■ Work to be completed:
Please return all lines of the data below containing the string "EngineSection".
Start of Record excerpts
use std::path::Path;

use anyhow::{Context, Result};
use serde::{Deserialize, Serialize};

/// Configuration de boot, chargée une fois avant la mise en route.
///
/// Sérialisable en TOML. Chaque champ a une valeur par défaut saine ;
/// les réglages runtime vivent dans le Tunable Store, pas ici.
///
/// # Example
/// ```
/// use lw_core::config::EngineConfig;
/// let config = EngineConfig::default();
/// assert_eq!(config.target_fps, 120);
/// assert!(config.audio_enabled);
/// ```
#[derive(Clone, Debug, Deserialize, Serialize)]
pub struct EngineConfig {
    // === Rendu ===
    /// FPS cible du scheduler (120 nominal).
    pub target_fps: u32,
    /// Luminosité globale initiale [0, 255].
    pub brightness: u8,
    /// Effet sélectionné au boot.
    pub boot_effect_id: u8,
    /// Palette sélectionnée au boot.
    pub boot_palette_id: u8,

    // === Feature gates ===
    /// Pipeline audio actif (sinon le snapshot reste silencieux).
    pub audio_enabled: bool,
    /// Correction couleur appliquée à la copie de sortie.
    pub correction_enabled: bool,
    /// Publication du flux LED vers les abonnés externes.
    pub stream_enabled: bool,

    // === Chemins ===
    /// Répertoire des manifests `*.plugin.json`.
    pub plugin_dir: String,
    /// Fichier de persistance du tunable store (vide = volatile).
    pub tunable_path: String,

    // === Audio ===
    /// Sample rate du pipeline d'analyse.
    pub sample_rate: u32,
    /// Taille de la fenêtre d'analyse en échantillons.
    pub window_size: usize,
    /// Hop en échantillons entre deux analyses légères.
    pub hop_size: usize,
    /// Un hop lourd (Goertzel complet) tous les N hops.
    pub heavy_every: u32,

    // === Stream ===
    /// Intervalle minimal entre deux frames de stream (ms).
    pub stream_min_interval_ms: u64,
}

impl Default for EngineConfig {
    fn default() -> Self {
        Self {
            target_fps: 120,
            brightness: 200,
            boot_effect_id: 0,
            boot_palette_id: 0,
            audio_enabled: true,
            correction_enabled: true,
            stream_enabled: true,
            plugin_dir: "plugins".to_string(),
            tunable_path: String::new(),
            sample_rate: 12_800,
            window_size: 1500,
            hop_size: 128,
            heavy_every: 10,
            stream_min_interval_ms: 50,
        }
    }
}

/// Structure TOML intermédiaire : tous les champs optionnels, pour que les
/// fichiers partiels fusionnent avec les défauts.
#[derive(Deserialize)]
struct ConfigFile {
    engine: Option<EngineSection>,
    audio: Option<AudioSection>,
    stream: Option<StreamSection>,
}

#[derive(Deserialize)]
struct EngineSection {
    target_fps: Option<u32>,
    brightness: Option<u8>,
    boot_effect_id: Option<u8>,
    boot_palette_id: Option<u8>,
    audio_enabled: Option<bool>,
    correction_enabled: Option<bool>,
    stream_enabled: Option<bool>,
    plugin_dir: Option<String>,
    tunable_path: Option<String>,
}

#[derive(Deserialize)]
struct AudioSection {
    sample_rate: Option<u32>,
    window_size: Option<usize>,
    hop_size: Option<usize>,
    heavy_every: Option<u32>,
}

#[derive(Deserialize)]
struct StreamSection {
    min_interval_ms: Option<u64>,
}

/// Charge un fichier TOML et fusionne avec les valeurs par défaut.
///
/// # Errors
/// Returns an error if the file cannot be read or parsed.
///
/// # Example
/// ```no_run
/// use lw_core::config::load_config;
/// use std::path::Path;
/// let config = load_config(Path::new("config/engine.toml")).unwrap();
/// ```
pub fn load_config(path: &Path) -> Result<EngineConfig> {
    let content = std::fs::read_to_string(path)
        .with_context(|| format!("impossible de lire {}", path.display()))?;

    let file: ConfigFile = toml::from_str(&content)
        .with_context(|| format!("erreur de parsing TOML dans {}", path.display()))?;

    let mut config = EngineConfig::default();

    if let Some(e) = file.engine {
        if let Some(v) = e.target_fps {
            config.target_fps = v;
        }
        if let Some(v) = e.brightness {
            config.brightness = v;
        }
        if let Some(v) = e.boot_effect_id {
            config.boot_effect_id = v;
        }
        if let Some(v) = e.boot_palette_id {
            config.boot_palette_id = v;
        }
        if let Some(v) = e.audio_enabled {
            config.audio_enabled = v;
        }
        if let Some(v) = e.correction_enabled {
            config.correction_enabled = v;
        }
        if let Some(v) = e.stream_enabled {
            config.stream_enabled = v;
        }
        if let Some(v) = e.plugin_dir {
            config.plugin_dir = v;
        }
        if let Some(v) = e.tunable_path {
            config.tunable_path = v;
        }
    }

    if let Some(a) = file.audio {
        if let Some(v) = a.sample_rate {
            config.sample_rate = v;
        }
        if let Some(v) = a.window_size {
            config.window_size = v;
        }
        if let Some(v) = a.hop_size {
            config.hop_size = v;
        }
        if let Some(v) = a.heavy_every {
            config.heavy_every = v;
        }
    }

    if let Some(s) = file.stream
        && let Some(v) = s.min_interval_ms
    {
        config.stream_min_interval_ms = v;
    }

    Ok(config)
}

#[cfg(test)]
mod tests {
    use super::*;
    use std::io::Write;

    #[test]
    fn partial_file_merges_over_defaults() {
        let mut f = tempfile::NamedTempFile::new().unwrap();
        writeln!(f, "[engine]\ntarget_fps = 60\n\n[audio]\nheavy_every = 5").unwrap();
        let config = load_config(f.path()).unwrap();
        assert_eq!(config.target_fps, 60);
        assert_eq!(config.heavy_every, 5);
        // Untouched fields keep their defaults.
        assert_eq!(config.sample_rate, 12_800);
        assert_eq!(config.brightness, 200);
    }
}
End of Record excerpts
■ Problem solution:
    engine: Option<EngineSection>,
struct EngineSection {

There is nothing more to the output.